Saved entries
* * * * *
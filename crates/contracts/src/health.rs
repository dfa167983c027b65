//! Link health as seen by keepalive monitoring

use serde::{Deserialize, Serialize};
use std::fmt;

/// Connection health derived from time since the last peer traffic
///
/// `Lost` is only entered after the keepalive timeout elapses and is left
/// again as soon as traffic resumes.
#[derive(Debug, Clone, Copy, Default, PartialEq, Eq, Serialize, Deserialize)]
#[serde(rename_all = "snake_case")]
pub enum ConnectionHealth {
    #[default]
    Connected,
    /// Whole keepalive intervals elapsed without traffic
    KeepaliveMissed(u32),
    Lost,
}

impl ConnectionHealth {
    pub fn is_lost(&self) -> bool {
        matches!(self, Self::Lost)
    }

    /// Stable label for logs and metrics
    pub fn label(&self) -> &'static str {
        match self {
            Self::Connected => "connected",
            Self::KeepaliveMissed(_) => "keepalive_missed",
            Self::Lost => "lost",
        }
    }
}

impl fmt::Display for ConnectionHealth {
    fn fmt(&self, f: &mut fmt::Formatter<'_>) -> fmt::Result {
        match self {
            Self::KeepaliveMissed(n) => write!(f, "keepalive_missed({n})"),
            other => f.write_str(other.label()),
        }
    }
}
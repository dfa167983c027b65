//! Link metrics for observability

use std::sync::atomic::{AtomicU64, AtomicUsize, Ordering};

/// Counters of one link direction
#[derive(Debug, Default)]
pub struct LinkMetrics {
    /// Frames waiting for delivery
    queue_len: AtomicUsize,
    /// Frames accepted by `send`
    sent: AtomicU64,
    /// Frames handed to the receiver
    delivered: AtomicU64,
    /// Frames lost in flight (simulated loss)
    lost: AtomicU64,
    /// Frames refused because the queue was full
    dropped: AtomicU64,
    /// Frames refused for exceeding the payload limit
    oversize: AtomicU64,
}

impl LinkMetrics {
    pub fn new() -> Self {
        Self::default()
    }

    pub fn queue_len(&self) -> usize {
        self.queue_len.load(Ordering::Relaxed)
    }

    pub fn set_queue_len(&self, len: usize) {
        self.queue_len.store(len, Ordering::Relaxed);
    }

    pub fn sent(&self) -> u64 {
        self.sent.load(Ordering::Relaxed)
    }

    pub fn inc_sent(&self) {
        self.sent.fetch_add(1, Ordering::Relaxed);
    }

    pub fn delivered(&self) -> u64 {
        self.delivered.load(Ordering::Relaxed)
    }

    pub fn inc_delivered(&self) {
        self.delivered.fetch_add(1, Ordering::Relaxed);
    }

    pub fn lost(&self) -> u64 {
        self.lost.load(Ordering::Relaxed)
    }

    pub fn inc_lost(&self) {
        self.lost.fetch_add(1, Ordering::Relaxed);
    }

    pub fn dropped(&self) -> u64 {
        self.dropped.load(Ordering::Relaxed)
    }

    pub fn inc_dropped(&self) {
        self.dropped.fetch_add(1, Ordering::Relaxed);
    }

    pub fn oversize(&self) -> u64 {
        self.oversize.load(Ordering::Relaxed)
    }

    pub fn inc_oversize(&self) {
        self.oversize.fetch_add(1, Ordering::Relaxed);
    }

    /// Get snapshot of all metrics
    pub fn snapshot(&self) -> MetricsSnapshot {
        MetricsSnapshot {
            queue_len: self.queue_len(),
            sent: self.sent(),
            delivered: self.delivered(),
            lost: self.lost(),
            dropped: self.dropped(),
            oversize: self.oversize(),
        }
    }
}

/// Snapshot of link metrics (for reporting)
#[derive(Debug, Clone, Copy, Default, PartialEq, Eq)]
pub struct MetricsSnapshot {
    pub queue_len: usize,
    pub sent: u64,
    pub delivered: u64,
    pub lost: u64,
    pub dropped: u64,
    pub oversize: u64,
}

impl std::fmt::Display for MetricsSnapshot {
    fn fmt(&self, f: &mut std::fmt::Formatter<'_>) -> std::fmt::Result {
        write!(
            f,
            "sent={} delivered={} lost={} dropped={} oversize={}",
            self.sent, self.delivered, self.lost, self.dropped, self.oversize
        )
    }
}
//! Cross-context event channel.
//!
//! Moves [`StagedEvent`]s from the asynchronous arrival context into the main
//! loop. Backed by a fixed-capacity `ringbuf` SPSC ring:
//! - the producer writes a slot, then publishes it with a release store of
//!   the write index
//! - the consumer acquires the write index before reading the slot
//!
//! so an event is never observed before its payload is complete. The two
//! halves are distinct, non-cloneable types; single-producer/single-consumer
//! discipline is enforced by ownership.

use std::fmt;
use std::sync::atomic::{AtomicU64, Ordering};
use std::sync::Arc;

use contracts::{CapacityError, StagedEvent};
use ringbuf::{traits::*, HeapCons, HeapProd, HeapRb};

/// Counters shared by both halves
#[derive(Debug, Default)]
pub struct ChannelStats {
    staged: AtomicU64,
    dropped: AtomicU64,
}

impl ChannelStats {
    pub fn staged(&self) -> u64 {
        self.staged.load(Ordering::Relaxed)
    }

    /// Events rejected because the ring was full
    pub fn dropped(&self) -> u64 {
        self.dropped.load(Ordering::Relaxed)
    }
}

/// Create a channel holding at most `capacity` unread events
pub fn event_channel(capacity: usize) -> (StagingProducer, StagingConsumer) {
    let (prod, cons) = HeapRb::<StagedEvent>::new(capacity.max(1)).split();
    let stats = Arc::new(ChannelStats::default());
    (
        StagingProducer {
            inner: prod,
            batch_pending: false,
            stats: Arc::clone(&stats),
        },
        StagingConsumer { inner: cons, stats },
    )
}

/// Arrival-context half
pub struct StagingProducer {
    inner: HeapProd<StagedEvent>,
    batch_pending: bool,
    stats: Arc<ChannelStats>,
}

impl StagingProducer {
    /// Mark the next staged event as the start of a new macrocycle
    pub fn begin_batch_marker(&mut self) {
        self.batch_pending = true;
    }

    /// Stage an event without blocking or allocating
    ///
    /// Fails instead of overwriting unread events. A failed first event keeps
    /// the batch marker pending for the next one.
    pub fn stage(&mut self, mut event: StagedEvent) -> Result<(), CapacityError> {
        event.is_first_in_batch |= self.batch_pending;
        match self.inner.try_push(event) {
            Ok(()) => {
                self.batch_pending = false;
                self.stats.staged.fetch_add(1, Ordering::Relaxed);
                Ok(())
            }
            Err(_) => {
                self.stats.dropped.fetch_add(1, Ordering::Relaxed);
                Err(CapacityError::full(self.inner.capacity().get()))
            }
        }
    }

    pub fn stats(&self) -> &Arc<ChannelStats> {
        &self.stats
    }
}

impl fmt::Debug for StagingProducer {
    fn fmt(&self, f: &mut fmt::Formatter<'_>) -> fmt::Result {
        f.debug_struct("StagingProducer")
            .field("occupied", &self.inner.occupied_len())
            .field("batch_pending", &self.batch_pending)
            .finish()
    }
}

/// Main-loop half
pub struct StagingConsumer {
    inner: HeapCons<StagedEvent>,
    stats: Arc<ChannelStats>,
}

impl StagingConsumer {
    pub fn unstage(&mut self) -> Option<StagedEvent> {
        self.inner.try_pop()
    }

    /// Discard everything currently staged
    pub fn clear(&mut self) -> usize {
        self.inner.clear()
    }

    pub fn len(&self) -> usize {
        self.inner.occupied_len()
    }

    pub fn is_empty(&self) -> bool {
        self.inner.is_empty()
    }

    pub fn capacity(&self) -> usize {
        self.inner.capacity().get()
    }

    pub fn stats(&self) -> &Arc<ChannelStats> {
        &self.stats
    }
}

impl fmt::Debug for StagingConsumer {
    fn fmt(&self, f: &mut fmt::Formatter<'_>) -> fmt::Result {
        f.debug_struct("StagingConsumer")
            .field("occupied", &self.inner.occupied_len())
            .finish()
    }
}
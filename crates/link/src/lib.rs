//! # Link
//!
//! 模拟的尽力而为无线链路。
//!
//! 负责：
//! - 以 `Transport` 形式接收发送帧（从不阻塞）
//! - 按配置注入延迟、抖动与丢包
//! - 在独立的工作任务中把字节交给 `ByteSink`（异步到达上下文）
//! - 慢接收端只会导致丢帧，不会阻塞发送方

pub mod error;
pub mod metrics;
mod simulated;

pub use contracts::{ByteSink, LinkConfig, Transport};
pub use error::LinkError;
pub use metrics::{LinkMetrics, MetricsSnapshot};
pub use simulated::{link_pair, LinkTransport, SimulatedLink};
//! 配置校验模块
//!
//! 校验规则：
//! - 各字段数值范围 (由 `validator` derive 声明)
//! - schedule.capacity >= 2 * macrocycle.max_events
//! - clock_sync.high_spread_us < clock_sync.medium_spread_us
//! - min_lead_time_us <= default_lead_time_us <= max_lead_time_us
//! - link.max_payload 不小于一个满载宏周期

use std::borrow::Cow;

use contracts::{ContractError, NodeConfig, MACROCYCLE_MAX_EVENTS};
use ::validator::{Validate, ValidationErrors, ValidationErrorsKind};

/// Worst-case encoded size of one macrocycle event block
const MAX_EVENT_BLOCK_LEN: usize = 36;
/// Worst-case `MC:<seq>|<time>|<count>` header plus terminator
const MAX_HEADER_LEN: usize = 40;

/// 校验 NodeConfig 配置
///
/// 返回第一个遇到的错误，或 Ok(())。
pub fn validate(config: &NodeConfig) -> Result<(), ContractError> {
    validate_ranges(config)?;
    validate_schedule_capacity(config)?;
    validate_confidence_thresholds(config)?;
    validate_lead_times(config)?;
    validate_payload(config)?;
    Ok(())
}

/// 非致命问题，供 `validate` 命令提示
pub fn warnings(config: &NodeConfig) -> Vec<String> {
    let mut warnings = Vec::new();
    if !config.latency.enabled {
        warnings.push("latency instrumentation is disabled; no drift statistics will be reported".into());
    }
    if config.latency.alignment_bound_us > 30_000 {
        warnings.push(format!(
            "latency.alignment_bound_us = {} exceeds the 30 ms perceptual limit",
            config.latency.alignment_bound_us
        ));
    }
    let worst_one_way = config.link.latency_us + config.link.jitter_us;
    if worst_one_way >= config.clock_sync.min_lead_time_us {
        warnings.push(format!(
            "worst one-way link delay ({worst_one_way} us) reaches min_lead_time_us ({} us); \
             macrocycles may arrive after their deadline",
            config.clock_sync.min_lead_time_us
        ));
    }
    if config.link.loss_rate > 0.2 {
        warnings.push(format!(
            "link.loss_rate = {} will trigger keepalive misses frequently",
            config.link.loss_rate
        ));
    }
    warnings
}

/// 数值范围 (derive 规则)
fn validate_ranges(config: &NodeConfig) -> Result<(), ContractError> {
    match config.validate() {
        Ok(()) => Ok(()),
        Err(errors) => {
            let (field, message) = first_violation(&errors, "")
                .unwrap_or_else(|| ("config".to_string(), errors.to_string()));
            Err(ContractError::config_validation(field, message))
        }
    }
}

/// Depth-first, alphabetically first violation with its dotted path
fn first_violation(errors: &ValidationErrors, prefix: &str) -> Option<(String, String)> {
    let mut fields: Vec<(&Cow<'static, str>, &ValidationErrorsKind)> =
        errors.errors().iter().collect();
    fields.sort_by(|a, b| a.0.cmp(b.0));

    for (name, kind) in fields {
        let path = if prefix.is_empty() {
            name.to_string()
        } else {
            format!("{prefix}.{name}")
        };
        match kind {
            ValidationErrorsKind::Field(list) => {
                if let Some(err) = list.first() {
                    let message = match err.params.get("value") {
                        Some(value) => format!("failed '{}' check (got {value})", err.code),
                        None => format!("failed '{}' check", err.code),
                    };
                    return Some((path, message));
                }
            }
            ValidationErrorsKind::Struct(inner) => {
                if let Some(found) = first_violation(inner, &path) {
                    return Some(found);
                }
            }
            ValidationErrorsKind::List(items) => {
                for (index, inner) in items {
                    if let Some(found) = first_violation(inner, &format!("{path}[{index}]")) {
                        return Some(found);
                    }
                }
            }
        }
    }
    None
}

/// 调度容量需容纳一个完整宏周期 (每个事件一开一关)
fn validate_schedule_capacity(config: &NodeConfig) -> Result<(), ContractError> {
    let needed = 2 * config.macrocycle.max_events;
    if config.schedule.capacity < needed {
        return Err(ContractError::config_validation(
            "schedule.capacity",
            format!(
                "capacity ({}) must be >= 2 * macrocycle.max_events ({needed})",
                config.schedule.capacity
            ),
        ));
    }
    Ok(())
}

/// 置信度阈值
fn validate_confidence_thresholds(config: &NodeConfig) -> Result<(), ContractError> {
    let sync = &config.clock_sync;
    if sync.high_spread_us >= sync.medium_spread_us {
        return Err(ContractError::config_validation(
            "clock_sync.high_spread_us / clock_sync.medium_spread_us",
            format!(
                "high_spread_us ({}) must be < medium_spread_us ({})",
                sync.high_spread_us, sync.medium_spread_us
            ),
        ));
    }
    Ok(())
}

/// 提前量范围
fn validate_lead_times(config: &NodeConfig) -> Result<(), ContractError> {
    let sync = &config.clock_sync;
    if !(sync.min_lead_time_us <= sync.default_lead_time_us
        && sync.default_lead_time_us <= sync.max_lead_time_us)
    {
        return Err(ContractError::config_validation(
            "clock_sync.default_lead_time_us",
            format!(
                "lead times must satisfy min ({}) <= default ({}) <= max ({})",
                sync.min_lead_time_us, sync.default_lead_time_us, sync.max_lead_time_us
            ),
        ));
    }
    Ok(())
}

/// 链路载荷需能承载满载宏周期
fn validate_payload(config: &NodeConfig) -> Result<(), ContractError> {
    let events = config.macrocycle.max_events.min(MACROCYCLE_MAX_EVENTS);
    let needed = MAX_HEADER_LEN + events * MAX_EVENT_BLOCK_LEN;
    if config.link.max_payload < needed {
        return Err(ContractError::config_validation(
            "link.max_payload",
            format!(
                "max_payload ({}) cannot carry {events} events (needs {needed} bytes)",
                config.link.max_payload
            ),
        ));
    }
    Ok(())
}

#[cfg(test)]
mod tests {
    use super::*;

    #[test]
    fn test_valid_config() {
        assert!(validate(&NodeConfig::default()).is_ok());
    }

    #[test]
    fn test_range_violation_reports_dotted_path() {
        let mut config = NodeConfig::default();
        config.macrocycle.max_events = 13;
        let err = validate(&config).unwrap_err();
        match err {
            ContractError::ConfigValidation { field, message } => {
                assert_eq!(field, "macrocycle.max_events");
                assert!(message.contains("range"), "got: {message}");
            }
            other => panic!("unexpected error: {other}"),
        }
    }

    #[test]
    fn test_loss_rate_must_be_below_one() {
        let mut config = NodeConfig::default();
        config.link.loss_rate = 1.0;
        let err = validate(&config).unwrap_err().to_string();
        assert!(err.contains("link.loss_rate"), "got: {err}");
    }

    #[test]
    fn test_schedule_too_small_for_macrocycle() {
        let mut config = NodeConfig::default();
        config.schedule.capacity = 20;
        let err = validate(&config).unwrap_err().to_string();
        assert!(err.contains("2 * macrocycle.max_events (24)"), "got: {err}");

        config.macrocycle.max_events = 10;
        assert!(validate(&config).is_ok());
    }

    #[test]
    fn test_confidence_thresholds_ordered() {
        let mut config = NodeConfig::default();
        config.clock_sync.high_spread_us = 20_000;
        let err = validate(&config).unwrap_err().to_string();
        assert!(err.contains("must be < medium_spread_us"), "got: {err}");
    }

    #[test]
    fn test_default_lead_outside_bounds() {
        let mut config = NodeConfig::default();
        config.clock_sync.default_lead_time_us = 120_000;
        let err = validate(&config).unwrap_err().to_string();
        assert!(err.contains("lead times"), "got: {err}");
    }

    #[test]
    fn test_payload_too_small() {
        let mut config = NodeConfig::default();
        config.link.max_payload = 200;
        let err = validate(&config).unwrap_err().to_string();
        assert!(err.contains("link.max_payload"), "got: {err}");
    }

    #[test]
    fn test_warnings() {
        let config = NodeConfig::default();
        let warnings = warnings(&config);
        assert_eq!(warnings.len(), 1);
        assert!(warnings[0].contains("latency instrumentation"));

        let mut config = NodeConfig::default();
        config.latency.enabled = true;
        config.latency.alignment_bound_us = 40_000;
        config.link.latency_us = 20_000;
        assert_eq!(super::warnings(&config).len(), 2);
    }
}
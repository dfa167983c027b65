//! `info` command implementation.

use anyhow::{Context, Result};
use config_loader::ConfigLoader;
use contracts::NodeConfig;
use tracing::info;

use crate::cli::InfoArgs;
use crate::error::CliError;

/// Execute the `info` command
pub fn run_info(args: &InfoArgs) -> Result<()> {
    info!(config = %args.config.display(), "Loading configuration info");

    if !args.config.exists() {
        return Err(CliError::config_not_found(args.config.display().to_string()).into());
    }

    let config = ConfigLoader::load_from_path(&args.config)
        .with_context(|| format!("Failed to load config from {}", args.config.display()))?;

    if args.json {
        let json = ConfigLoader::to_json(&config).context("Failed to serialize config")?;
        println!("{json}");
    } else {
        print_config_info(&config);
    }

    Ok(())
}

fn print_config_info(config: &NodeConfig) {
    println!("╔══════════════════════════════════════════════════════════════╗");
    println!("║                Haptic Sync Configuration                     ║");
    println!("╚══════════════════════════════════════════════════════════════╝\n");

    let keepalive = &config.keepalive;
    println!("💓 Keepalive");
    println!("   ├─ Interval: {} ms", keepalive.interval_ms);
    println!(
        "   └─ Lost after: {} ms ({}x)",
        keepalive.timeout_us() / 1_000,
        keepalive.timeout_multiple
    );

    let sync = &config.clock_sync;
    println!("\n🕒 Clock Sync");
    println!(
        "   ├─ Window: {} samples (min {})",
        sync.window, sync.min_samples
    );
    println!(
        "   ├─ Outliers: > {}x median delay (floor {} us)",
        sync.outlier_multiple, sync.outlier_floor_us
    );
    println!(
        "   ├─ Confidence: high < {} us, medium < {} us over {} RTTs",
        sync.high_spread_us, sync.medium_spread_us, sync.confidence_window
    );
    println!("   ├─ Drift EMA alpha: {}", sync.ema_alpha);
    println!(
        "   └─ Lead time: {} us ({}..={} us)",
        sync.default_lead_time_us, sync.min_lead_time_us, sync.max_lead_time_us
    );

    let macrocycle = &config.macrocycle;
    println!("\n📦 Macrocycle");
    println!("   ├─ Max events: {}", macrocycle.max_events);
    println!("   ├─ Fingers: {}", macrocycle.max_fingers);
    println!("   ├─ Burst duration: {} ms", macrocycle.burst_duration_ms);
    println!(
        "   └─ Schedule horizon: {} us",
        macrocycle.max_schedule_horizon_us
    );

    println!("\n⚙️  Queues");
    println!("   ├─ Staging: {}", config.channel.staging_capacity);
    println!("   ├─ Deferred: {}", config.channel.deferred_capacity);
    println!(
        "   └─ Schedule: {} (spin below {} us, sleep at most {} us)",
        config.schedule.capacity, config.schedule.spin_threshold_us, config.schedule.max_sleep_us
    );

    let latency = &config.latency;
    println!("\n⏱️  Latency");
    println!(
        "   ├─ Instrumentation: {}{}",
        if latency.enabled { "on" } else { "off" },
        if latency.verbose { " (verbose)" } else { "" }
    );
    println!("   ├─ Late threshold: {} us", latency.late_threshold_us);
    println!("   └─ Alignment bound: {} us", latency.alignment_bound_us);

    let link = &config.link;
    println!("\n📡 Simulated Link");
    println!(
        "   ├─ Latency: {} us + 0..={} us jitter",
        link.latency_us, link.jitter_us
    );
    println!("   ├─ Loss rate: {}", link.loss_rate);
    println!(
        "   └─ Queue: {} frames of at most {} bytes",
        link.queue_capacity, link.max_payload
    );

    let sim = &config.simulation;
    println!("\n🧪 Simulation");
    println!(
        "   ├─ Cycles: {} every {} ms",
        sim.cycles, sim.cycle_period_ms
    );
    println!("   ├─ Follower clock skew: {} us", sim.follower_clock_skew_us);
    println!("   ├─ Tick: {} ms", sim.tick_ms);
    println!("   └─ Warm-up pings: {}", sim.warmup_pings);

    println!();
}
* * * * *
**EXERCISE DETAILS**
Lines above containing "Copy": how many? Reply with the number only.

**EXERCISE ANSWER**
2